### Saved data entries
======

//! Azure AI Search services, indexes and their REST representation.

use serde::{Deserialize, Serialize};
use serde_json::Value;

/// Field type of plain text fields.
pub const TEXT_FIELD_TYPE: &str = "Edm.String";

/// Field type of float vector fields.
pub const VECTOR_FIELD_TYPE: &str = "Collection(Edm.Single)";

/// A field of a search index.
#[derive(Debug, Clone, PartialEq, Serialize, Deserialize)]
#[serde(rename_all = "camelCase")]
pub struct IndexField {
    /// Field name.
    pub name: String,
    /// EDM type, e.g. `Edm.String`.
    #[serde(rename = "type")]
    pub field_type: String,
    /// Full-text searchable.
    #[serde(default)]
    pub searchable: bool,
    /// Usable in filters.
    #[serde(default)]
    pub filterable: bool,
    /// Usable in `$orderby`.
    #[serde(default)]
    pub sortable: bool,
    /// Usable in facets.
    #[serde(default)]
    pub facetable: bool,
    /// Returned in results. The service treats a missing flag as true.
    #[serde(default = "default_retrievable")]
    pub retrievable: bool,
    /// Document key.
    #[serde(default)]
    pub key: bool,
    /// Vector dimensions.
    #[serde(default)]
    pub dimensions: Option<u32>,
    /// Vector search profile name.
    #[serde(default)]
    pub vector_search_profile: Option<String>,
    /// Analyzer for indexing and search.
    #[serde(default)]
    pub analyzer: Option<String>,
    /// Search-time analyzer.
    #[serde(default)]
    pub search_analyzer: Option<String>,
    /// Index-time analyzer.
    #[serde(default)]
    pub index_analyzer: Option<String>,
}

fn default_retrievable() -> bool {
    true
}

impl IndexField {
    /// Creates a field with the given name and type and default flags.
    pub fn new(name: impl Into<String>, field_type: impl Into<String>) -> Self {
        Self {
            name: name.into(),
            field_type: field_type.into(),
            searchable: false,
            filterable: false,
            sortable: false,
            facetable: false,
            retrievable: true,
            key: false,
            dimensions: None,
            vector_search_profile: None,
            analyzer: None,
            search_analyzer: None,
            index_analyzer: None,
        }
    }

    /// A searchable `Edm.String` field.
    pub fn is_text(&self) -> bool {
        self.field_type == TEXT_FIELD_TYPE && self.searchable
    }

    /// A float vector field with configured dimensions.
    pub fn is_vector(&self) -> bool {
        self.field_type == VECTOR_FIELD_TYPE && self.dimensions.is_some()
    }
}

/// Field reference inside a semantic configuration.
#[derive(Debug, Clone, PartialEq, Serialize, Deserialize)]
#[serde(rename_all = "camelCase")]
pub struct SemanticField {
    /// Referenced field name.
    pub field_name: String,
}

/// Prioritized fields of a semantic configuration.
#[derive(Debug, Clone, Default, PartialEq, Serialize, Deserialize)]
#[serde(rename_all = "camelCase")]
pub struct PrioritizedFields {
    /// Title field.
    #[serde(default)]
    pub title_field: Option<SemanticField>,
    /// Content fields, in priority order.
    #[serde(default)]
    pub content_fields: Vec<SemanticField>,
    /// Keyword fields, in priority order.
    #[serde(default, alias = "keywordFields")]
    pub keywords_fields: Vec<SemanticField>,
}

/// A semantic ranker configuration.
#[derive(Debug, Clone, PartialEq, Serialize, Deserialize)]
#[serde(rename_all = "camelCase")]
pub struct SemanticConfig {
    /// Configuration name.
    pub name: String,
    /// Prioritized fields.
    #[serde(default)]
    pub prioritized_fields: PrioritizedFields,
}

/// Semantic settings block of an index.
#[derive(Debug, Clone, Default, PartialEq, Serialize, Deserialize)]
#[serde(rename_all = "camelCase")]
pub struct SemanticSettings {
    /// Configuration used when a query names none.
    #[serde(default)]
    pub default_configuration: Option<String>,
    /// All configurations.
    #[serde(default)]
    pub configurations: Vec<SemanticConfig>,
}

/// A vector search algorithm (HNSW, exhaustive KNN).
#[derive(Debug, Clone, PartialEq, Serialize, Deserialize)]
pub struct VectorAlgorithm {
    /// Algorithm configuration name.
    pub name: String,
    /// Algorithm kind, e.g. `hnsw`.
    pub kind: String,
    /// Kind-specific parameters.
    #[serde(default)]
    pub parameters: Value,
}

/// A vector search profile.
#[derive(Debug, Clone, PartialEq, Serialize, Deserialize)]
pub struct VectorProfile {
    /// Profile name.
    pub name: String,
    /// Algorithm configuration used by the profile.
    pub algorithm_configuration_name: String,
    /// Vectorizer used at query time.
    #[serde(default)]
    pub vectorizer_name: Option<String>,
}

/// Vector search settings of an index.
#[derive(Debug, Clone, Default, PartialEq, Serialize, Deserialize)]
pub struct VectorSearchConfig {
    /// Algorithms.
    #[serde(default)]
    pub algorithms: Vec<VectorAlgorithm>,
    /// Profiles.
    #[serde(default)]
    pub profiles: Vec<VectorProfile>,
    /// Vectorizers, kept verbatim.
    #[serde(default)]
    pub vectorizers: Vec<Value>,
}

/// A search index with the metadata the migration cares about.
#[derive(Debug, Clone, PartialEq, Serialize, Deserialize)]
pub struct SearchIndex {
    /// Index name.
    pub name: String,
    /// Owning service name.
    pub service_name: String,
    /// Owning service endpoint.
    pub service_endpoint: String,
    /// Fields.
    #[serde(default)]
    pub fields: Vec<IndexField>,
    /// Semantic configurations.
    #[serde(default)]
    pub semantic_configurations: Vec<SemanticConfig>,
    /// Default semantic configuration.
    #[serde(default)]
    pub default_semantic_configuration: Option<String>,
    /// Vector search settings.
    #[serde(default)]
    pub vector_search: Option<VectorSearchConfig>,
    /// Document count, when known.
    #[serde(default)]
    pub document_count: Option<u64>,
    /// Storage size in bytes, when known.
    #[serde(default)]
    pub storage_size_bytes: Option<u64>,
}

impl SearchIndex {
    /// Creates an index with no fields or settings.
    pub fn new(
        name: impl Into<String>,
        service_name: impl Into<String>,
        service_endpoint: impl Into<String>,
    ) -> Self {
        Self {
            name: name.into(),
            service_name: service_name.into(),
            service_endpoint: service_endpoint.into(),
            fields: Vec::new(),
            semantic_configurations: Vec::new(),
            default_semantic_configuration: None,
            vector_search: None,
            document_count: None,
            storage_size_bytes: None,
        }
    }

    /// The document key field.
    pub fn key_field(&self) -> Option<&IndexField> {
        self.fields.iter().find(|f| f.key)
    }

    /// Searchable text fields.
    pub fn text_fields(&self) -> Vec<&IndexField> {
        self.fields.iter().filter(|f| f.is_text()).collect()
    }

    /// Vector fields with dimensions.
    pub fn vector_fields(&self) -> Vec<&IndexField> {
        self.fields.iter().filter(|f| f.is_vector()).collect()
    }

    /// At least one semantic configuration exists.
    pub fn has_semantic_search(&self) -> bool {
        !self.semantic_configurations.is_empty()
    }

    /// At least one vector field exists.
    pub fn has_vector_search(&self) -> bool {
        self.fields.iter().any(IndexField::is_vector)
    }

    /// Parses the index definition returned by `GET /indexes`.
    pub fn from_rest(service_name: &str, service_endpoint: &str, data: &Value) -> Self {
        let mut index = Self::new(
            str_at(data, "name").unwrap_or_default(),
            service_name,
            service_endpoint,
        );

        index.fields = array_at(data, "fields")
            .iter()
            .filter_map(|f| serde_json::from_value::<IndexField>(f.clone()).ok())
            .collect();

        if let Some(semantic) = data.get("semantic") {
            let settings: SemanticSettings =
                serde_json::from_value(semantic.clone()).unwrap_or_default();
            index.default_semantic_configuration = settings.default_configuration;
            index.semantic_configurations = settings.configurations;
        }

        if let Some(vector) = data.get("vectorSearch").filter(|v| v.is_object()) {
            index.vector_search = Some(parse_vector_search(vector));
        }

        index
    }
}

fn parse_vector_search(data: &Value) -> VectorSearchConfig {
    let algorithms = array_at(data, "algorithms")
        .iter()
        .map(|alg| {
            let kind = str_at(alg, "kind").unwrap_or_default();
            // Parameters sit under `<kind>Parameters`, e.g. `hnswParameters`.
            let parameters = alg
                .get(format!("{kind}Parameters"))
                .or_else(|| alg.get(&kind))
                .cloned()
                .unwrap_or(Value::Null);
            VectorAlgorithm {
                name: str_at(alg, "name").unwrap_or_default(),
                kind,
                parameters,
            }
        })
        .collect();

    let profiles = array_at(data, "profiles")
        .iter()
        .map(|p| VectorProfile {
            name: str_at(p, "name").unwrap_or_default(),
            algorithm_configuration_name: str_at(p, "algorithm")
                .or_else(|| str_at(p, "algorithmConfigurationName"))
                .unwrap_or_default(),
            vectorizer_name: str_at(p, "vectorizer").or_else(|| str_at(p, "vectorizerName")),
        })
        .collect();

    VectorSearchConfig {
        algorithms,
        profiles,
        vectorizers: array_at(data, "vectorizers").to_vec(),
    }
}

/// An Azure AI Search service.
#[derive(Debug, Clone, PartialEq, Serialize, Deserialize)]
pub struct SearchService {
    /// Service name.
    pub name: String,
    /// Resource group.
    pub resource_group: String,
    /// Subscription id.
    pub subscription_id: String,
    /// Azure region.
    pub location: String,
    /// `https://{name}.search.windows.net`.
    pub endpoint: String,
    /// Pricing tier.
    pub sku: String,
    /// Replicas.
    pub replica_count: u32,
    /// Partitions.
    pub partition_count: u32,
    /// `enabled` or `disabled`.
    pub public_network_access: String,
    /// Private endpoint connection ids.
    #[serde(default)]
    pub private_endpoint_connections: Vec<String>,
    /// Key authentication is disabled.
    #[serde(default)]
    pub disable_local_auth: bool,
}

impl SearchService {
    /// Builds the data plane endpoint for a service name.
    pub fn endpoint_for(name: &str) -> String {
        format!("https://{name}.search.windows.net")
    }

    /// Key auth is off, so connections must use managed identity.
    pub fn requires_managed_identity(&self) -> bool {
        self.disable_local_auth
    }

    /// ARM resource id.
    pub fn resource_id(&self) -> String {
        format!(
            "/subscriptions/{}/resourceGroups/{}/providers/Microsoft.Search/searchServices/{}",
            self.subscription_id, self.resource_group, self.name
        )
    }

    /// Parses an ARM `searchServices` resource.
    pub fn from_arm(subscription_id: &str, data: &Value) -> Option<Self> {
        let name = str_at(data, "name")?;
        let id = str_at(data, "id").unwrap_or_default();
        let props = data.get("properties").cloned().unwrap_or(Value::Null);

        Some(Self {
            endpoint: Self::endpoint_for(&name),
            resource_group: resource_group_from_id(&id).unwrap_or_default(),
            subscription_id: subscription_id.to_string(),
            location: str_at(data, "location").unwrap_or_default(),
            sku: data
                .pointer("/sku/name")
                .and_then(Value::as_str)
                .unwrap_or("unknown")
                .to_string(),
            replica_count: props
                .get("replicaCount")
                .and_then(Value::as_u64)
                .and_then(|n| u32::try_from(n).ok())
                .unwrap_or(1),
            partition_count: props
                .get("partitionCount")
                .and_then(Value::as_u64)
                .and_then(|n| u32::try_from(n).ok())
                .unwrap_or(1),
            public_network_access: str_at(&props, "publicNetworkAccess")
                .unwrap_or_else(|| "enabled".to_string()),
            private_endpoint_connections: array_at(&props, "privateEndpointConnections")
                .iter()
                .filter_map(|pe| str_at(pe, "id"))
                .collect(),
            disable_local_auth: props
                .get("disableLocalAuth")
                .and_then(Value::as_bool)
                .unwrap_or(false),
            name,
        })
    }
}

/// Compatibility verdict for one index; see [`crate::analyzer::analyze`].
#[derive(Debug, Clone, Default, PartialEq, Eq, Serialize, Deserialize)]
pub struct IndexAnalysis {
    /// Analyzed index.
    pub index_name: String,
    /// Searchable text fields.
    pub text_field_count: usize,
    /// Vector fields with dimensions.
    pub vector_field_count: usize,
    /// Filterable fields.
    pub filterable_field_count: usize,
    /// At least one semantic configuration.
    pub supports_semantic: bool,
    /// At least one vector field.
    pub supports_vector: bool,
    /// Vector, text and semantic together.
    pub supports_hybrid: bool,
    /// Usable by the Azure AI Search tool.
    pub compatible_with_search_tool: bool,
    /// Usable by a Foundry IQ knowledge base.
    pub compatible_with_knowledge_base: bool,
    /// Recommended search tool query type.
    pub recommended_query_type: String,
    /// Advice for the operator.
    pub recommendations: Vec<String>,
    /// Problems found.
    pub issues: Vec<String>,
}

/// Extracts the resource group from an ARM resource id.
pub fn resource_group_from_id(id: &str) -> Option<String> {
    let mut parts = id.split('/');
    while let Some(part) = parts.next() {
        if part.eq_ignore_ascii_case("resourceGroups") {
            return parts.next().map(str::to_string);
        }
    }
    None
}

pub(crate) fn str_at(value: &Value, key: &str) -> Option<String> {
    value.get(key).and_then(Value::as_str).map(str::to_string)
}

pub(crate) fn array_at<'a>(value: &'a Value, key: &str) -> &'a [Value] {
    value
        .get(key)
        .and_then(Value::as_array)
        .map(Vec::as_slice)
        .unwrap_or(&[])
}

======

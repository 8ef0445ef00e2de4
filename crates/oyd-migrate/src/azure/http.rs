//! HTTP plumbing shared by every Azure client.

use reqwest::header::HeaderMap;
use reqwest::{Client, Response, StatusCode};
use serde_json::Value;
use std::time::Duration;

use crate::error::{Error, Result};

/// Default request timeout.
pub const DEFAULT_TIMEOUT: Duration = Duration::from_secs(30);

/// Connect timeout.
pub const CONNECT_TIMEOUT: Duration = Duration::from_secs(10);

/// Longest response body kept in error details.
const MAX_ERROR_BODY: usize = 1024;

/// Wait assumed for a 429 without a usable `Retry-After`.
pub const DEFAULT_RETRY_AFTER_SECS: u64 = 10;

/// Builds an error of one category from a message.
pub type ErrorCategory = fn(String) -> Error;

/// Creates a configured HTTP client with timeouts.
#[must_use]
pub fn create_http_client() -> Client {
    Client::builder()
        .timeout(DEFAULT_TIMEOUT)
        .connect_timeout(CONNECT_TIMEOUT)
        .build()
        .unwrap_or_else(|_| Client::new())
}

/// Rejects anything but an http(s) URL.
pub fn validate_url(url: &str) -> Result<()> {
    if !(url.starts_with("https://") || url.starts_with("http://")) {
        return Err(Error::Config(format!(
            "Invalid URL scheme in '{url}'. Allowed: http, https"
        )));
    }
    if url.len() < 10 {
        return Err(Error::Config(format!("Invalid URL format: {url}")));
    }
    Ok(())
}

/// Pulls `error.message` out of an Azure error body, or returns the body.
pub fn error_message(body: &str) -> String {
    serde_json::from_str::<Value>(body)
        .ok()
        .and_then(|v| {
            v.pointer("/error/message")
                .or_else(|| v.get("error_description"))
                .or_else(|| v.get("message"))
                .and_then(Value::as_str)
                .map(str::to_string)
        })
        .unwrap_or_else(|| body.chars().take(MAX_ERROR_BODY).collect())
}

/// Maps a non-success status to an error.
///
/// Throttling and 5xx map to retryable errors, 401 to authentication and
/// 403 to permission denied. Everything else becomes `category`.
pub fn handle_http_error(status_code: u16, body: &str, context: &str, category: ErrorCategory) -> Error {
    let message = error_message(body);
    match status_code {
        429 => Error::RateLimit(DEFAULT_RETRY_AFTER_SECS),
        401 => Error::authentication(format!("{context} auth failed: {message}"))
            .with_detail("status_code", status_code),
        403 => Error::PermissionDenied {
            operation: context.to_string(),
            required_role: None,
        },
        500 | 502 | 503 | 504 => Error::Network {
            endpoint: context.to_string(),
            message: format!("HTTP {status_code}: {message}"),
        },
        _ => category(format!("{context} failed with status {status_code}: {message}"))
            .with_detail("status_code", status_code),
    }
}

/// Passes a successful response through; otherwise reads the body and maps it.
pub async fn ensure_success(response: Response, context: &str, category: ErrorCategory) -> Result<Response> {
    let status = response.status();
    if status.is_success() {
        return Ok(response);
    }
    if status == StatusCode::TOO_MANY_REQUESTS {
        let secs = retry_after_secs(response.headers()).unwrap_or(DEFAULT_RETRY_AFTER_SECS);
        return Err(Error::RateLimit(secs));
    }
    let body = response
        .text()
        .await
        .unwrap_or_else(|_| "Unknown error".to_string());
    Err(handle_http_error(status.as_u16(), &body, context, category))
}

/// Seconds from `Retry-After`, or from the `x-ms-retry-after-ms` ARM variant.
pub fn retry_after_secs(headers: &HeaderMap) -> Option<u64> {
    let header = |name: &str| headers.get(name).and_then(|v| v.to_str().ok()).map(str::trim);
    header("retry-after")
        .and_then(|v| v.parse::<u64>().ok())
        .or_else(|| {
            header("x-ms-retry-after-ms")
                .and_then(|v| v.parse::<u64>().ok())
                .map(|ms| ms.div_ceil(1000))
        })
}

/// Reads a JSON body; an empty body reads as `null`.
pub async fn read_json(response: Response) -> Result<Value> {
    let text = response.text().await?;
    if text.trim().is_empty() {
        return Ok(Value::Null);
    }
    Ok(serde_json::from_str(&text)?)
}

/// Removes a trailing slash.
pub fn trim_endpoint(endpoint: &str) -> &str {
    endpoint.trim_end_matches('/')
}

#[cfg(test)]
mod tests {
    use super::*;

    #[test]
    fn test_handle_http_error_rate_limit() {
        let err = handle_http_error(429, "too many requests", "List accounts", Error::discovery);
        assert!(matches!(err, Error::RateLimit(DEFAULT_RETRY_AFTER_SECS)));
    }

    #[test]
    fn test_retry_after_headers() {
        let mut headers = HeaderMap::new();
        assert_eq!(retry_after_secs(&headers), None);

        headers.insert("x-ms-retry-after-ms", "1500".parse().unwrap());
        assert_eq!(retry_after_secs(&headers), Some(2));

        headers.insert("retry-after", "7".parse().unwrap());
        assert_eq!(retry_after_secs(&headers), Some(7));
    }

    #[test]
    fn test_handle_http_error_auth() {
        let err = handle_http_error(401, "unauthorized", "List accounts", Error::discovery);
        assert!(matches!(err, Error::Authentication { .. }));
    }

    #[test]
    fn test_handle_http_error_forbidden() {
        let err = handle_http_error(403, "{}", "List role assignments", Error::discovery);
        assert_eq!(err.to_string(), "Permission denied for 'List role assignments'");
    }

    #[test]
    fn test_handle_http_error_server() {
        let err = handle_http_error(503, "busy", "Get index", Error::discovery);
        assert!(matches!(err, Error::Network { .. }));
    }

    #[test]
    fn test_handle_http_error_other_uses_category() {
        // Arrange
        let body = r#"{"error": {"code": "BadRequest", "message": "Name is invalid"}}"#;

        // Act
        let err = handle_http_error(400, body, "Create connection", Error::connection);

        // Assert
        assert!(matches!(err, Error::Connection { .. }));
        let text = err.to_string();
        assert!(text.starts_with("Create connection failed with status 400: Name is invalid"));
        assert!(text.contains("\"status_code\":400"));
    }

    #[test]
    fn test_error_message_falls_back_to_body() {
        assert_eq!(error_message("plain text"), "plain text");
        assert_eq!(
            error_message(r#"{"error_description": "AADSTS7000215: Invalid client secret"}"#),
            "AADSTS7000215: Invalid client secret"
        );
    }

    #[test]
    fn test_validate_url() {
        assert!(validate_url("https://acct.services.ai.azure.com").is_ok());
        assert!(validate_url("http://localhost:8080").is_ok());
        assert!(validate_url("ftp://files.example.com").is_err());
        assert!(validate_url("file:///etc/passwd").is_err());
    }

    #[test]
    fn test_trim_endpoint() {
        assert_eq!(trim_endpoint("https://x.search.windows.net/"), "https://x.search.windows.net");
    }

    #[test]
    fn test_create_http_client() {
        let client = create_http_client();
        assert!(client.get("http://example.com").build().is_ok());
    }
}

======

### Work to complete
Show every line above in which the word "List" appears.

### Exercise output
        let err = handle_http_error(429, "too many requests", "List accounts", Error::discovery);
        let err = handle_http_error(401, "unauthorized", "List accounts", Error::discovery);
        let err = handle_http_error(403, "{}", "List role assignments", Error::discovery);
        assert_eq!(err.to_string(), "Permission denied for 'List role assignments'");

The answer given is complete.